Tuesday, September 19, 2006

There Must Be a (Dead) Pony!

Jonah Goldberg is trying -- very hard -- to find a silver lining in the upcoming political tsunami that looks as if it might sweep Republicans from power in Congress in November.

In his latest column in National Review Online, he contemplates not only the utter failure of the Republicans to wield power in order to put forward their ostensibly conservative agenda, he also speculates on what a Democratic takeover of the House might portend.

And he thinks it might turn out to be a good thing. Imagine that.

"Republican control of the White House and Congress hasn’t resulted in lights being turned off in Cabinet agencies or enormous garage sales of office furniture. Instead, Uncle Sam is still looking like Marlon Brando at the end of his career: bloated, sweaty, and slow moving. The GOP has become a Brando-like parody of its former self, reading its lines about cutting government without plausibility or passion.

The rub of it, from a conservative perspective, is that Republican control of the House doesn’t equal conservative control. It may not seem that way to liberals who think Joe Lieberman is right wing, but from the vantage point of the conservative movement, GOP dominance has been an enormous disappointment — good judicial appointments and tax cuts not withstanding. Our hopeful joy upon the 1994 takeover of Congress was like finding a new pony by the Christmas tree. Now it’s more like finding it slumped over dead on top of the presents."

Ah, yes. You can always count on a conservative Republican for a fancy prose style.

Now, besides the ghastly writing, what's interesting here is that Goldberg is actually admitting what some of us on the left have been saying for years -- that the Republicans in Congress have been an utter failure even on their own terms, and that they deserve to lose power.

Irony is a wonderful thing, isn't it?

So where's the silver lining? Here's where he tries to get cute:

"This may be why some of us aren’t contemplating the possible, if not probable, Democratic takeover of the House with too much dread. (Losing the Senate would be something else.) [...] as a matter of rank partisanship, letting the Democrats run wild could be good for both the GOP and conservatives, [...] If you think Americans are itching for change now, wait until they break into hives after two more years of Republican monopoly on power.
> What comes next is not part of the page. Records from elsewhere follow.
//! The transitions of the Deposit State Machine.

use liquidstake_primitives::{
    deposit::DepositState, ibc::transaction_sequence_id, types::PacketSequence,
};

use crate::deposit::{
    duties::DepositDuty,
    errors::{DSMError, DSMResult},
    events::DepositEvent,
    machine::{DSMOutput, DepositSM},
};

impl DepositSM {
    pub(super) fn process_transfer_dispatched(
        &mut self,
        channel_id: &str,
        sequence: PacketSequence,
    ) -> DSMResult<DSMOutput> {
        self.expect_state(
            DepositState::Pending,
            || DepositEvent::TransferDispatched {
                channel_id: channel_id.to_string(),
                sequence,
            },
            "only pending deposits can be transferred",
        )?;
        self.expect_channel(channel_id)?;

        self.deposit.ibc_sequence_id = transaction_sequence_id(channel_id, sequence);
        self.transition_to(DepositState::Sent)
    }

    pub(super) fn process_transfer_acknowledged(&mut self) -> DSMResult<DSMOutput> {
        self.expect_state(
            DepositState::Sent,
            || DepositEvent::TransferAcknowledged,
            "no transfer is in flight",
        )?;

        self.transition_to(DepositState::Received)
    }

    pub(super) fn process_delegation_dispatched(
        &mut self,
        channel_id: &str,
        sequence: PacketSequence,
    ) -> DSMResult<DSMOutput> {
        self.expect_state(
            DepositState::Received,
            || DepositEvent::DelegationDispatched {
                channel_id: channel_id.to_string(),
                sequence,
            },
            "only received deposits can be delegated",
        )?;
        self.expect_channel(channel_id)?;

        self.deposit.ibc_sequence_id = transaction_sequence_id(channel_id, sequence);
        self.transition_to(DepositState::Delegating)
    }

    pub(super) fn process_delegation_acknowledged(&mut self) -> DSMResult<DSMOutput> {
        self.expect_state(
            DepositState::Delegating,
            || DepositEvent::DelegationAcknowledged,
            "no delegation is in flight",
        )?;

        Ok(DSMOutput::with_duties(vec![DepositDuty::Remove(
            self.deposit.clone(),
        )]))
    }

    /// Steps the deposit back one stage.
    ///
    /// A pending deposit stays pending but is still persisted, so a revert never fails on state.
    /// The correlation id is kept so the reverted deposit can still be traced to the failed packet.
    pub(super) fn process_failed(&mut self) -> DSMResult<DSMOutput> {
        let previous = match self.deposit.state {
            DepositState::Pending | DepositState::Sent => DepositState::Pending,
            DepositState::Received => DepositState::Sent,
            DepositState::Delegating => DepositState::Received,
        };

        self.transition_to(previous)
    }

    fn expect_state(
        &self,
        expected: DepositState,
        event: impl FnOnce() -> DepositEvent,
        reason: &str,
    ) -> DSMResult<()> {
        if self.deposit.state == expected {
            return Ok(());
        }

        Err(DSMError::InvalidEvent {
            state: self.deposit.state.to_string(),
            event: event().to_string(),
            reason: Some(reason.to_string()),
        })
    }

    fn expect_channel(&self, channel_id: &str) -> DSMResult<()> {
        if channel_id.is_empty() {
            return Err(DSMError::Rejected {
                state: self.deposit.state,
                reason: "channel id must not be empty".to_string(),
            });
        }

        Ok(())
    }

    fn transition_to(&mut self, state: DepositState) -> DSMResult<DSMOutput> {
        self.deposit.state = state;

        Ok(DSMOutput::with_duties(vec![DepositDuty::Persist(
            self.deposit.clone(),
        )]))
    }
}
But a Pelosi-run House could so horrify voters that it would probably prepare the soil for a Republican presidential candidate in 2008. Pelosi is, if anything, a moderate in the Democratic caucus, but she is indisputably far to the left of the American center, in part because she and her colleagues mistake passionately angry bloggers for the mainstream. Letting voters see this crowd try to have its way for two years would only help the GOP in the far more important 2008 election."

In other words, we should lose Congress now because it will help us keep the White House two years from now.

Logic 101 (you know, the course that Ann Coulter had to take over in law school) tells us that if a premise is wrong, the conclusion will also be wrong. And the problem with Goldberg's argument is that his premise is wrong. And here's why: he just assumes that the Democrats will govern in the next two years as badly as the Republicans have for the last 12. But there's no reason to think that will be the case.

You see, Democrats know how to use legislative power. Republicans don't. And the reasons for that are tied in with the very philosophies espoused by the two parties. If you think, as Ronald Reagan used to claim, that government is the problem and not the solution, how can you use government effectively to get anything done? But if you think, as Democrats have always believed, that government is a tool that when used effectively can dramatically improve people's lives (as it did with, just to give one example, the GI Bill of Rights), you can use that tool to make things better.

Republicans are awfully good at complaining but not much good at anything else. With any luck the next few years will give them a lot to complain about.